Obviamente la literatura, en general, se puede comprender sin el PCE, pero el PCE no se puede comprender sin la literatura.

La literatura anterior a la generación del 27, la de esta generación y la posterior a esta generación. La literatura de la guerra (fue llamada por algunos “la guerra de los poetas”) y en la guerra. La literatura del exilio, en el viaje de ida, y del exilio, en el viaje de vuelta (hace poco he asistido en la Universidad de Bellaterra a un Congreso de literatura del exilio promovido por el profesor Manuel Aznar Soler).

¿Cómo se puede comprender el PCE y su relato sin tener en cuenta a Miguel Hernández, Cernuda, Prados, Herrera, Aparicio, Garfias, López Pacheco, López Salinas, Gabriel Celaya, Alberti, María Teresa León, César Vallejo, Neruda, Buero Vallejo, Vázquez Montalbán, Javier Egea…? ¿Cómo se puede comprender en su total dimensión al PCE sin la influencia de ida y vuelta de Valle Inclán, Lorca, Antonio Machado, Altolaguirre, Aleixandre, Barea, Max Aub, Hortelano, Martín Santos, Isaac Rosa…? No se trata de hacer una nómina completa, pero valgan estos nombres espigados a bote pronto para intentar explicar el contenido del primer párrafo de este artículo.

El discurso del PCE tenía una “armonía” (una segunda voz) cultural y, más específicamente, literaria. Era un trasfondo que iba subrayando el discurso directamente político, que muchas veces aparecía trufado de citas. Era un alcance ideológico y estratégico que se pronunciaba desde las resonancias del texto literario. Y era, a la vez, la síntesis de un esfuerzo constante, sobre todo a partir de 1935 (I Congreso de escritores para la defensa de la cultura), por diseñar la relación del escritor con su entorno real, sobre todo teniendo en cuenta los peores momentos, incluso los momentos de guerra. Quizás fuera don Antonio Machado, tan mal explicado desde las edulcoraciones académicas, el que mejor sintetizó esta preocupación en su poema a Líster: “Si mi pluma valiera tu pistola de capitán, / contento moriría…” Quizás fueron las “actas” del II Congreso (1937) las que demostraron que la preocupación no se difuminaba.
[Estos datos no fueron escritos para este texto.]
//! Bounded worker pool for service handlers.
//!
//! A fixed number of worker tasks drain a bounded queue. When the queue is
//! full the submitting task runs the job itself, so nothing is dropped and
//! the reader that submitted it stops pulling frames until it finishes.

use crate::{Result, RpcError};
use futures::future::BoxFuture;
use futures::FutureExt;
use parking_lot::Mutex;
use std::panic::AssertUnwindSafe;
use std::sync::Arc;
use std::time::Duration;
use tokio::sync::mpsc::{self, error::TrySendError};
use tokio::task::JoinHandle;
use tracing::{debug, error, warn};

/// Unit of work run by the pool.
pub type Job = BoxFuture<'static, ()>;

type SharedReceiver = Arc<tokio::sync::Mutex<mpsc::Receiver<Job>>>;

/// Fixed-size pool with caller-runs saturation.
pub struct WorkerPool {
    name: String,
    capacity: usize,
    queue: Mutex<Option<mpsc::Sender<Job>>>,
    workers: Mutex<Vec<JoinHandle<()>>>,
}

impl WorkerPool {
    /// Spawn `workers` worker tasks on the current Tokio runtime.
    pub fn new(name: impl Into<String>, workers: usize, capacity: usize) -> Self {
        let name = name.into();
        let (tx, rx) = mpsc::channel::<Job>(capacity.max(1));
        let rx: SharedReceiver = Arc::new(tokio::sync::Mutex::new(rx));

        let handles = (0..workers.max(1))
            .map(|index| tokio::spawn(worker_loop(format!("{}-{}", name, index), rx.clone())))
            .collect();

        Self {
            name,
            capacity: capacity.max(1),
            queue: Mutex::new(Some(tx)),
            workers: Mutex::new(handles),
        }
    }

    pub fn name(&self) -> &str {
        &self.name
    }

    /// Queue `job`, or run it on the calling task if the queue is full.
    ///
    /// Fails with [`RpcError::Stopped`] after [`shutdown`](Self::shutdown).
    pub async fn execute(&self, job: Job) -> Result<()> {
        let sender = self.queue.lock().clone();
        let Some(sender) = sender else {
            return Err(RpcError::Stopped);
        };

        match sender.try_send(job) {
            Ok(()) => Ok(()),
            Err(TrySendError::Full(job)) => {
                debug!(pool = %self.name, "Worker queue full, running job on caller");
                run_guarded(&self.name, job).await;
                Ok(())
            }
            Err(TrySendError::Closed(_)) => Err(RpcError::Stopped),
        }
    }

    /// Jobs waiting for a worker.
    pub fn queued(&self) -> usize {
        match &*self.queue.lock() {
            Some(sender) => self.capacity - sender.capacity(),
            None => 0,
        }
    }

    pub fn is_shut_down(&self) -> bool {
        self.queue.lock().is_none()
    }

    /// Stop accepting jobs, let workers drain the queue for up to `grace`,
    /// then abort whatever is still running.
    pub async fn shutdown(&self, grace: Duration) {
        drop(self.queue.lock().take());

        let handles: Vec<JoinHandle<()>> = std::mem::take(&mut *self.workers.lock());
        if handles.is_empty() {
            return;
        }
        let aborts: Vec<_> = handles.iter().map(|h| h.abort_handle()).collect();

        if tokio::time::timeout(grace, futures::future::join_all(handles))
            .await
            .is_err()
        {
            warn!(pool = %self.name, ?grace, "Workers did not finish in time, aborting");
            for abort in aborts {
                abort.abort();
            }
        } else {
            debug!(pool = %self.name, "Worker pool drained");
        }
    }
}

async fn worker_loop(worker: String, rx: SharedReceiver) {
    loop {
        let job = {
            let mut rx = rx.lock().await;
            rx.recv().await
        };
        match job {
            Some(job) => run_guarded(&worker, job).await,
            None => break,
        }
    }
    debug!(worker = %worker, "Worker exiting");
}

async fn run_guarded(worker: &str, job: Job) {
    if AssertUnwindSafe(job).catch_unwind().await.is_err() {
        error!(worker = %worker, "Job panicked");
    }
}

#[cfg(test)]
mod tests {
    use super::*;
    use std::sync::atomic::{AtomicBool, AtomicUsize, Ordering};
    use tokio::sync::oneshot;

    #[tokio::test]
    async fn test_jobs_run_on_workers() {
        let pool = WorkerPool::new("test", 2, 8);
        let counter = Arc::new(AtomicUsize::new(0));
        let (done_tx, mut done_rx) = mpsc::channel(8);

        for _ in 0..5 {
            let counter = counter.clone();
            let done_tx = done_tx.clone();
            pool.execute(
                async move {
                    counter.fetch_add(1, Ordering::SeqCst);
                    let _ = done_tx.send(()).await;
                }
                .boxed(),
            )
            .await
            .unwrap();
        }

        for _ in 0..5 {
            done_rx.recv().await.unwrap();
        }
        assert_eq!(counter.load(Ordering::SeqCst), 5);
    }

    #[tokio::test]
    async fn test_full_queue_runs_on_caller() {
        let pool = WorkerPool::new("test", 1, 1);

        // Occupy the only worker.
        let (started_tx, started_rx) = oneshot::channel();
        let (release_tx, release_rx) = oneshot::channel::<()>();
        pool.execute(
            async move {
                let _ = started_tx.send(());
                let _ = release_rx.await;
            }
            .boxed(),
        )
        .await
        .unwrap();
        started_rx.await.unwrap();

        // Fill the queue.
        pool.execute(async {}.boxed()).await.unwrap();
        assert_eq!(pool.queued(), 1);

        // The next job has nowhere to go and runs inline.
        let ran = Arc::new(AtomicBool::new(false));
        let ran_clone = ran.clone();
        pool.execute(
            async move {
                ran_clone.store(true, Ordering::SeqCst);
            }
            .boxed(),
        )
        .await
        .unwrap();
        assert!(ran.load(Ordering::SeqCst));

        let _ = release_tx.send(());
        pool.shutdown(Duration::from_secs(1)).await;
    }

    #[tokio::test]
    async fn test_panicking_job_does_not_kill_worker() {
        let pool = WorkerPool::new("test", 1, 4);
        pool.execute(async { panic!("handler blew up") }.boxed())
            .await
            .unwrap();

        let (tx, rx) = oneshot::channel();
        pool.execute(
            async move {
                let _ = tx.send(42);
            }
            .boxed(),
        )
        .await
        .unwrap();
        assert_eq!(rx.await.unwrap(), 42);
    }

    #[tokio::test]
    async fn test_shutdown_rejects_new_jobs_and_aborts_stragglers() {
        let pool = WorkerPool::new("test", 1, 4);
        pool.execute(tokio::time::sleep(Duration::from_secs(3600)).boxed())
            .await
            .unwrap();

        let started = std::time::Instant::now();
        pool.shutdown(Duration::from_millis(50)).await;
        assert!(started.elapsed() < Duration::from_secs(5));
        assert!(pool.is_shut_down());

        assert!(matches!(
            pool.execute(async {}.boxed()).await,
            Err(RpcError::Stopped)
        ));
    }
}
Cualquier discurso político sin un horizonte cultural quizás no pase de una especie de burbuja discursiva de la coyuntura. En el mismo sentido he llegado a pensar que cualquier discurso político sin el acompañamiento de un relato especial, que aporta el discurso literario, pierde capacidad movilizadora y no alcanza el nivel explicativo necesario a la hora de describir en todas sus consecuencias la lucha de clases. O, por lo menos, así ha sido para el PCE hasta que llegaron las urgencias y se acabó sindicalizando la política para enfrentarse a la realidad, más que con programas y explicaciones, con tablas reivindicativas y, se quiera o no, con el mensaje no tan subliminal de “vótanos que nosotros te lo vamos a solucionar”.

Llevar el discurso político al trámite de la realidad normal, equivale no pocas veces a meterse en el entramado diario de una sociedad del espectáculo que todo lo reduce a simples reivindicaciones aisladas, sin cañamazo, sin programa ni relato. De todo esto hemos venido hablando estos días al recorrer España junto a Aitana Alberti: de la necesidad de recuperar aquella ética literaria, aquella especie de “etopeya” literaria que nos hacía más fuertes en la épica de clase.